Decision Date17 March 1948
Docket Number241
PartiesWOOD v. CAROLINA TELEPHONE & TELEGRAPH CO.
CourtNorth Carolina Supreme Court

Civil action to recover damages for personal injuries, heard on demurrer.

Plaintiff in his complaint alleges facts in substance as follows, to wit:

Defendant as a part of its communications system maintains a telephone pole located about six inches outside the traveled portion of Ellis Avenue in the town of Dunn; that is, it is located on the east side between the sidewalk for pedestrians and the vehicular lane of travel, in the grass plot portion of the sidewalk, six inches from the street curb. Ellis Avenue is a segment of State Highway 301.

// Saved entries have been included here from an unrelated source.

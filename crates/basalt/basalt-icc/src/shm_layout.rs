//! Shared memory layout of a stream region.
//!
//! Both processes map the same bytes and must agree on this layout exactly.
//!
//! # Memory Layout
//!
//! ```text
//! ┌────────────────────────────────────────────────────────────────────┐
//! │                           RegionState (32B)                        │
//! │  ┌────────────┬────────────┬────────────┬──────┬──────┬──────┬───┐ │
//! │  │ buffer_size│ writer_idx │ reader_idx │ flags│ wsig │ rsig │pad│ │
//! │  │   (8B)     │   (8B)     │   (8B)     │ (1B) │ (1B) │ (1B) │5B │ │
//! │  └────────────┴────────────┴────────────┴──────┴──────┴──────┴───┘ │
//! ├────────────────────────────────────────────────────────────────────┤
//! │                 ring bytes [0 .. buffer_size)                      │
//! └────────────────────────────────────────────────────────────────────┘
//! ```
//!
//! # Field ownership
//!
//! | field         | stored by          | consumed by          |
//! |---------------|--------------------|----------------------|
//! | buffer_size   | host, once at init | both (read only)     |
//! | writer_index  | writer only        | reader (load)        |
//! | reader_index  | reader only        | writer (load)        |
//! | writer_signal | writer (`signal`)  | reader (`wait`)      |
//! | reader_signal | reader (`signal`)  | writer (`wait`)      |
//! | stream_state  | set-only bits      | both                 |
//!
//! Each cursor has exactly one mutator across both processes, which is why no
//! lock guards the header. The signal bytes are touched by both sides but
//! only through an atomic store or compare-exchange.

use crate::ring::Cursors;
use crate::signal::BinarySignal;
use bitflags::bitflags;
use std::mem::{align_of, offset_of, size_of};
use std::sync::atomic::{AtomicU8, AtomicU64, Ordering};

bitflags! {
    /// Connection and lifecycle flags. Bits are only ever raised.
    #[derive(Debug, Clone, Copy, PartialEq, Eq)]
    pub struct StreamState: u8 {
        const WRITER_CONNECTED = 1;
        const READER_CONNECTED = 1 << 1;
        const STREAM_FINISHED = 1 << 2;
    }
}

/// Header at offset 0 of every stream segment.
#[repr(C)]
pub struct RegionState {
    /// Ring length in bytes, `capacity + 1`.
    buffer_size: AtomicU64,
    /// Next ring position the writer fills.
    writer_index: AtomicU64,
    /// Next ring position the reader consumes.
    reader_index: AtomicU64,
    /// `StreamState` bits.
    stream_state: AtomicU8,
    /// Raised by the writer after each chunk: data became available.
    writer_signal: AtomicU8,
    /// Raised by the reader after each chunk: space became available.
    reader_signal: AtomicU8,
}

pub const HEADER_SIZE: usize = size_of::<RegionState>();

const _: () = {
    assert!(offset_of!(RegionState, buffer_size) == 0);
    assert!(offset_of!(RegionState, writer_index) == 8);
    assert!(offset_of!(RegionState, reader_index) == 16);
    assert!(offset_of!(RegionState, stream_state) == 24);
    assert!(offset_of!(RegionState, writer_signal) == 25);
    assert!(offset_of!(RegionState, reader_signal) == 26);
    assert!(HEADER_SIZE == 32);
    assert!(align_of::<RegionState>() == 8);
};

impl RegionState {
    /// Fresh, empty header for a ring of `buffer_size` bytes.
    pub fn new(buffer_size: u64) -> Self {
        Self::with_cursors(buffer_size, 0, 0)
    }

    /// Header with explicit cursor positions.
    pub fn with_cursors(buffer_size: u64, writer: u64, reader: u64) -> Self {
        Self {
            buffer_size: AtomicU64::new(buffer_size),
            writer_index: AtomicU64::new(writer),
            reader_index: AtomicU64::new(reader),
            stream_state: AtomicU8::new(StreamState::empty().bits()),
            writer_signal: AtomicU8::new(crate::signal::NOT_SIGNALED),
            reader_signal: AtomicU8::new(crate::signal::NOT_SIGNALED),
        }
    }

    /// Initialise a header living in freshly created shared memory.
    pub(crate) fn init(&self, buffer_size: u64) {
        self.writer_index.store(0, Ordering::Relaxed);
        self.reader_index.store(0, Ordering::Relaxed);
        self.stream_state
            .store(StreamState::empty().bits(), Ordering::Relaxed);
        self.writer_signal().reset();
        self.reader_signal().reset();
        // published last: a client that sees a buffer size sees the rest
        self.buffer_size.store(buffer_size, Ordering::Release);
    }

    /// Checks a header opened by a client before any of it is trusted.
    pub fn validate(&self) -> Result<(), &'static str> {
        let c = self.cursors();
        if c.buffer_size < 2 {
            return Err("buffer size below minimum");
        }
        if c.writer >= c.buffer_size || c.reader >= c.buffer_size {
            return Err("cursor outside ring");
        }
        if usize::try_from(c.buffer_size)
            .ok()
            .and_then(|n| n.checked_add(HEADER_SIZE))
            .is_none()
        {
            return Err("ring does not fit the address space");
        }
        Ok(())
    }

    #[inline]
    pub fn buffer_size(&self) -> u64 {
        self.buffer_size.load(Ordering::Acquire)
    }

    #[inline]
    pub fn writer_index(&self) -> u64 {
        self.writer_index.load(Ordering::Acquire)
    }

    #[inline]
    pub fn reader_index(&self) -> u64 {
        self.reader_index.load(Ordering::Acquire)
    }

    /// Snapshot all three geometry fields.
    #[inline]
    pub fn cursors(&self) -> Cursors {
        Cursors {
            buffer_size: self.buffer_size(),
            writer: self.writer_index(),
            reader: self.reader_index(),
        }
    }

    #[inline]
    pub fn available_data(&self) -> u64 {
        self.cursors().available_data()
    }

    #[inline]
    pub fn available_space(&self) -> u64 {
        self.cursors().available_space()
    }

    /// Writer side only.
    #[inline]
    pub(crate) fn store_writer_index(&self, index: u64) {
        debug_assert!(index < self.buffer_size());
        self.writer_index.store(index, Ordering::Release);
    }

    /// Reader side only.
    #[inline]
    pub(crate) fn store_reader_index(&self, index: u64) {
        debug_assert!(index < self.buffer_size());
        self.reader_index.store(index, Ordering::Release);
    }

    #[inline]
    pub fn stream_state(&self) -> StreamState {
        StreamState::from_bits_truncate(self.stream_state.load(Ordering::Acquire))
    }

    /// Raise flags. Flags are never cleared.
    #[inline]
    pub fn raise(&self, flags: StreamState) {
        self.stream_state.fetch_or(flags.bits(), Ordering::AcqRel);
    }

    pub fn is_writer_connected(&self) -> bool {
        self.stream_state().contains(StreamState::WRITER_CONNECTED)
    }

    pub fn is_reader_connected(&self) -> bool {
        self.stream_state().contains(StreamState::READER_CONNECTED)
    }

    pub fn is_stream_finished(&self) -> bool {
        self.stream_state().contains(StreamState::STREAM_FINISHED)
    }

    /// Signal raised by the writer, waited on by the reader.
    #[inline]
    pub fn writer_signal(&self) -> BinarySignal<'_> {
        BinarySignal::new(&self.writer_signal)
    }

    /// Signal raised by the reader, waited on by the writer.
    #[inline]
    pub fn reader_signal(&self) -> BinarySignal<'_> {
        BinarySignal::new(&self.reader_signal)
    }
}

/// Total segment bytes for a ring of `buffer_size` bytes.
pub fn bytes_for_region(buffer_size: u64) -> Option<u64> {
    buffer_size.checked_add(HEADER_SIZE as u64)
}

About 9:30 p. m., August 31, 1946, plaintiff was operating a large Buick sedan, going south on Ellis Avenue. The automobile was in good condition and he was traveling at a reasonable rate of speed. As he approached the intersection of Ellis Avenue and Johnson Street his left rear tire blew out causing the car to skid to its left and 'in said emergency the plaintiff inadvertently placed his right foot on the accelerator instead of the brake, thereby causing the said car to increase in speed and skid farther across the road to the left, and that the motion of the said car threw the plaintiff to the left and his left arm out of the open window * * * at the moment when the said car came into close proximity to the said telephone pole * * *; that as the car went by said telephone pole, plaintiff's left arm was caught between said pole and the frame of the left front car window' as a result of which it was so injured it had to be amputated. Plaintiff's car never crossed the curb or left the traveled portion of the street.

In addition thereto plaintiff alleges that the manner of maintenance of said pole constituted a hazard and menace to persons traveling on the street and was in violation of a pleaded town ordinance and constitutes negligence which proximately caused his injury.

The defendant in apt time demurred to the complaint for that it fails to state a cause of action. The demurrer was sustained and plaintiff appealed.

Parker & Parker of Benson, for plaintiff appellant.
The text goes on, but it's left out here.